John sounds like a real LISP programmer (he's being hiding that from us
until now ;) - and I am interpreting him to be confirming the point Peter
Seibel is making in the book I referenced, i.e. that many folks know of LISP
via Scheme and therefore tend to understand LISP to be more purist
functional than it is in practice. 

My impetus in approaching LISP would be to become a better Python programmer
(presuming that it is awfully late in the game to try to become anything of
a LISP programmer), and that does have something to do, in my mind, with
more exposure to functional programming.  But concluded that Scheme sounded
a bit austere on this account, and taking Seibel at his word, I would be
hoping to get, through LISP, to functional thinking within a multi-paradigm
context - which should be easier to translate into Pythonic thinking .

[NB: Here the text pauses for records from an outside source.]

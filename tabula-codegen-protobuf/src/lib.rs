//! Protocol Buffers generator for tabula.
//!
//! Writes one `X.proto` message per table and a single `enum.proto` holding
//! every enum type.

mod generator;
mod naming;
mod type_mapper;

pub mod files;

pub use generator::{ENUM_FILE, ProtobufGenerator, ProtobufOptions};
pub use naming::PROTOBUF_NAMING;
pub use tabula_codegen::{GenerateResult, Generator, PreviewFile};
pub use type_mapper::ProtobufTypeMapper;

Almost thought I'd get away with skipping this step - with Guido talking
about stripping out much of the functional syntax from the Python core.

But then decorators come onto the scene.  And while they are not of great
practical importance to me at this stage, it is of some importance to me -
on general principle -  to feel less stupid when staring at one.  

The LISP route, is I am sure, a very, very (very, very) long way around to
solving this immediate issue. But, again, learning is funny.  And I go by
instinct, which seems to be telling me that the long way around is the best
available shortcut in this particular case.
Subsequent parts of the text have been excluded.